Synovium lines the capsule and occasionally bulges out anteriorly as a bursa in front of the psoas muscle where this muscle passes in front of the hip joint.

Radiological features of the hip joint

Plain radiographs

On radiographs of the hip joint pads of fat, seen as linear lucencies, outline the capsule of the hip joint and closely applied muscle. Bulging of these is an early sign of joint effusion.

A small accessory ossicle, the os acetabuli, is sometimes seen at the superior margin of the acetabulum and should not be confused with a fracture here.

In assessment of radiographs of the hip in infants (Fig. 8.8), the following lines and angles are as described:

• the Y line between the unossified centre of each acetabulum, that is, the Y-shaped cartilage between the pubis, ischium and ilium or the triradiate cartilage;

• the acetabular angle, normally 15–35°;

• the iliac angle, normally 44–74°;

• Shenton’s line along the inferior margin of the femoral neck and along the superior and lateral margins of the obturator foramen of the pelvis should form a continuous arc; and

• lines along the femoral shafts in Von Rosen’s view (legs abducted at least 45° and internally rotated) should meet in the midline at the lumbosacral junction.

Figure 8.8 • The infant hip: lines and angles.

In assessment of radiographs of the adult hip, routine frontal radiographs allow the identification of six lines (see Fig. 6.3). The continuation of the inferior margin of the superior pubic ramus superiorly to the upper outer margin of the acetabular roof forms the outer margin of the anterior column or wall of the acetabulum (line 1). The continuation of the inferior margin of the inferior pubic ramus superiorly to the upper outer margin of the acetabular roof forms the outer margin of the posterior column or wall of the acetabulum (line 2).

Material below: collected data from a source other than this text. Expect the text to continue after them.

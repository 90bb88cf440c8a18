//! Skin conductance: per-phase decomposition, tonic levels and CS / US scoring.

use ec_core::config::{EdaConfig, PhaseConfig};
use ec_core::decomposition::Decomposer;
use ec_core::events::EventStream;
use ec_core::score::{Score, ScoreRecord};
use ec_core::CoreError;

use crate::error::ScoreError;
use crate::extractor::TrialExtractor;
use crate::phase::extract_phase;
use crate::scl::scl_levels;
use crate::scorer::{ResponseScorer, SlowResponse};
use crate::trial::Trial;

/// Tonic levels and CS trials of one phase.
#[derive(Clone, Debug)]
pub struct PhaseOutcome {
    pub name: String,
    pub levels: Vec<f64>,
    /// Empty for phases that are not scored.
    pub trials: Vec<Trial>,
}

/// Everything the EDA stage produces for one subject.
#[derive(Clone, Debug, Default)]
pub struct EdaSubject {
    /// Tonic levels of every phase, concatenated in configuration order.
    pub levels: Vec<f64>,
    pub records: Vec<ScoreRecord>,
}

/// Découpe une phase, la décompose et extrait ses essais.
///
/// Trials are cut from the phasic component, with the SMNA trace attached
/// when the decomposer provides one.
///
/// # Errors
/// Fails if the phase markers are missing or the decomposition fails.
pub fn process_phase(
    signal: &[f64],
    events: &EventStream,
    phase: &PhaseConfig,
    config: &EdaConfig,
    decomposer: &dyn Decomposer,
) -> Result<PhaseOutcome, ScoreError> {
    let cut = extract_phase(signal, events, phase.start_code, phase.stop_code)?;
    let components = decomposer.decompose(&cut.signal, 1.0 / config.fs)?;
    let levels = scl_levels(&components.tonic, phase.scl_blocks);

    let trials = if phase.scored {
        TrialExtractor::for_eda(config).extract(
            &components.phasic,
            components.smna.as_deref(),
            &cut.events,
        )
    } else {
        Vec::new()
    };
    log::debug!(
        "Phase {} : {} échantillons, {} essais",
        phase.name,
        cut.signal.len(),
        trials.len()
    );

    Ok(PhaseOutcome {
        name: phase.name.clone(),
        levels,
        trials,
    })
}

/// Score one window; a response window cut short by the end of the phase
/// gives an invalid record instead of failing the subject.
fn score_window(
    trial: &Trial,
    policy: &impl ResponseScorer,
    code: &str,
    label: &str,
    n: usize,
) -> Result<Score, ScoreError> {
    match trial.score(policy) {
        Err(ScoreError::ResponseOutOfBounds { start, end, len }) => {
            log::warn!(
                "{code} {label} #{n} : fenêtre [{start}, {end}) au-delà de l'essai ({len} échantillons), réponse invalide"
            );
            Ok(Score::invalid())
        }
        other => other,
    }
}

/// Score the CS window of every trial, plus the US window of observational
/// CS+ trials that carry no startle probe.
///
/// Labels are `"<phase> CS+"` / `"<phase> CS-"` and `"<phase> US present"` /
/// `"<phase> US absent"`; the trial index is the position of the trial in
/// the phase. A window running past the end of the phase is recorded as
/// invalid.
///
/// # Errors
/// Propagates the other boundary errors of the slow-response policy.
pub fn score_trials(
    code: &str,
    trials: &[Trial],
    phase_name: &str,
    config: &EdaConfig,
) -> Result<Vec<ScoreRecord>, ScoreError> {
    let cs_policy = SlowResponse::cs(config);
    let us_policy = SlowResponse::us(config);
    let mut records = Vec::with_capacity(trials.len());

    for (n, trial) in trials.iter().enumerate() {
        let is_plus = trial.contains_code(config.cs_plus_code);
        let label = format!("{phase_name} {}", if is_plus { "CS+" } else { "CS-" });
        let score = score_window(trial, &cs_policy, code, &label, n)?;
        records.push(ScoreRecord::new(code, label, n, score));

        let probed = config.startle_codes.iter().any(|&c| trial.contains_code(c));
        if phase_name == config.observation_phase && is_plus && !probed {
            let stimulus = if trial.contains_code(config.us_code) {
                "US present"
            } else {
                "US absent"
            };
            let label = format!("{phase_name} {stimulus}");
            let score = score_window(trial, &us_policy, code, &label, n)?;
            records.push(ScoreRecord::new(code, label, n, score));
        }
    }
    Ok(records)
}

/// Run every configured phase for one subject.
///
/// `events` are at the acquisition rate and are downsampled by
/// `event_downsample` first. `decomposer_for` supplies the decomposer of
/// each phase.
///
/// # Errors
/// The first phase error aborts the subject.
pub fn score_subject<F>(
    code: &str,
    signal: &[f64],
    events: &EventStream,
    config: &EdaConfig,
    mut decomposer_for: F,
) -> Result<EdaSubject, ScoreError>
where
    F: FnMut(&PhaseConfig) -> Result<Box<dyn Decomposer>, CoreError>,
{
    let events = events.downsampled(config.event_downsample)?;
    let mut subject = EdaSubject::default();

    for phase in &config.phases {
        let decomposer = decomposer_for(phase)?;
        let outcome = process_phase(signal, &events, phase, config, decomposer.as_ref())?;
        subject.levels.extend_from_slice(&outcome.levels);
        if phase.scored {
            subject
                .records
                .extend(score_trials(code, &outcome.trials, &outcome.name, config)?);
        }
    }

    let valid = subject.records.iter().filter(|r| r.amplitude.is_valid()).count();
    log::info!(
        "{code} : {} réponses EDA, {valid} au-dessus du seuil",
        subject.records.len()
    );
    Ok(subject)
}

#[cfg(test)]
mod tests {
    use super::*;
    use approx::assert_abs_diff_eq;
    use ec_core::decomposition::RawSignal;
    use ec_core::events::Event;
    use ec_core::score::Amplitude;

    const FS: f64 = 25.0;

    /// Observational phase at 25 Hz starting at sample 100: a CS- with a
    /// response, a probed CS+, and a CS+ followed by the US.
    fn session() -> (Vec<f64>, EventStream) {
        let mut signal = vec![1.0; 2500];
        // CS- response 40 samples after onset
        signal[240] = 1.3;
        // US response 8.5 s after the reinforced CS+ onset
        signal[1400 + 212] = 1.5;
        let events = EventStream::from(vec![
            Event::new(100, 13),
            Event::new(200, 2),
            Event::new(800, 1),
            Event::new(850, 5),
            Event::new(1400, 1),
            Event::new(1590, 8),
            Event::new(2100, 14),
        ]);
        (signal, events)
    }

    fn obs_phase() -> PhaseConfig {
        PhaseConfig {
            name: "obs".into(),
            start_code: 13,
            stop_code: 14,
            scl_blocks: 2,
            scored: true,
        }
    }

    #[test]
    fn observational_phase_scores_cs_and_us() {
        let (signal, events) = session();
        let config = EdaConfig::default();
        let outcome = process_phase(&signal, &events, &obs_phase(), &config, &RawSignal).unwrap();
        assert_eq!(outcome.trials.len(), 3);
        assert_eq!(outcome.levels.len(), 2);

        let records = score_trials("ABC", &outcome.trials, "obs", &config).unwrap();
        let labels: Vec<&str> = records.iter().map(|r| r.stimulus.as_str()).collect();
        assert_eq!(
            labels,
            vec!["obs CS-", "obs CS+", "obs CS+", "obs US present"]
        );
        assert_eq!(records[3].trial, 2);

        assert_abs_diff_eq!(records[0].amplitude.value().unwrap_or_default(), 0.3, epsilon = 1e-9);
        assert_abs_diff_eq!(records[0].peak_time.unwrap_or_default(), 40.0 / FS, epsilon = 1e-9);
        assert_eq!(records[1].amplitude, Amplitude::Invalid);
        assert_abs_diff_eq!(records[3].amplitude.value().unwrap_or_default(), 0.5, epsilon = 1e-9);
        assert_abs_diff_eq!(records[3].peak_time.unwrap_or_default(), 8.5, epsilon = 1e-9);
    }

    #[test]
    fn window_past_phase_end_is_invalid_not_fatal() {
        let mut signal = vec![1.0; 2000];
        signal[240] = 1.3;
        // the last CS+ leaves 300 samples before the stop marker
        let events = EventStream::from(vec![
            Event::new(100, 13),
            Event::new(200, 2),
            Event::new(1400, 1),
            Event::new(1700, 14),
        ]);
        let config = EdaConfig {
            event_downsample: 1.0,
            phases: vec![obs_phase()],
            ..EdaConfig::default()
        };
        let subject =
            score_subject("ABC", &signal, &events, &config, |_| Ok(Box::new(RawSignal))).unwrap();
        let labels: Vec<&str> = subject.records.iter().map(|r| r.stimulus.as_str()).collect();
        assert_eq!(labels, vec!["obs CS-", "obs CS+", "obs US absent"]);
        assert_abs_diff_eq!(
            subject.records[0].amplitude.value().unwrap_or_default(),
            0.3,
            epsilon = 1e-9
        );
        assert_eq!(subject.records[2].amplitude, Amplitude::Invalid);
        assert_eq!(subject.records[2].peak_time, None);
    }

    #[test]
    fn direct_phase_never_scores_us() {
        let (signal, events) = session();
        let config = EdaConfig::default();
        let outcome = process_phase(&signal, &events, &obs_phase(), &config, &RawSignal).unwrap();
        let records = score_trials("ABC", &outcome.trials, "direct", &config).unwrap();
        assert_eq!(records.len(), 3);
        assert!(records.iter().all(|r| r.stimulus.starts_with("direct CS")));
    }

    #[test]
    fn unscored_phase_only_gives_levels() {
        let (signal, events) = session();
        let config = EdaConfig::default();
        let phase = PhaseConfig {
            scored: false,
            ..obs_phase()
        };
        let outcome = process_phase(&signal, &events, &phase, &config, &RawSignal).unwrap();
        assert!(outcome.trials.is_empty());
        assert_eq!(outcome.levels.len(), 2);
    }

    #[test]
    fn subject_downsamples_events_and_concatenates_levels() {
        let (signal, events) = session();
        // same markers at 10x the analysis rate
        let fast_events = EventStream::from(
            events
                .iter()
                .map(|e| Event::new(e.sample * 10, e.code))
                .collect::<Vec<_>>(),
        );
        let config = EdaConfig {
            event_downsample: 10.0,
            phases: vec![obs_phase()],
            ..EdaConfig::default()
        };
        let subject =
            score_subject("ABC", &signal, &fast_events, &config, |_| Ok(Box::new(RawSignal))).unwrap();
        assert_eq!(subject.levels.len(), 2);
        assert_eq!(subject.records.len(), 4);
        assert!(subject.records.iter().all(|r| r.code == "ABC"));
    }

    #[test]
    fn missing_phase_aborts_subject() {
        let (signal, events) = session();
        let config = EdaConfig {
            event_downsample: 1.0,
            ..EdaConfig::default()
        };
        // default config starts with the rest phase (11 -> 12), absent here
        let err = score_subject("ABC", &signal, &events, &config, |_| Ok(Box::new(RawSignal)))
            .unwrap_err();
        assert!(matches!(err, ScoreError::Core(CoreError::MissingMarker { code: 11 })));
    }
}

The continuation of the superior margin of the superior pubic ramus superiorly forms the iliopectineal line (line 3). The continuation of the superior margin of the inferior pubic ramus superiorly forms the ilioischial line (line 4). The roof of the acetabulum forms line 5. The ‘tear drop’ is formed by the reflections of the cotyloid fossa and quadrilateral plate and represents line 6. Disruption of any of the described lines is employed in the localization of disease processes on conventional radiographs.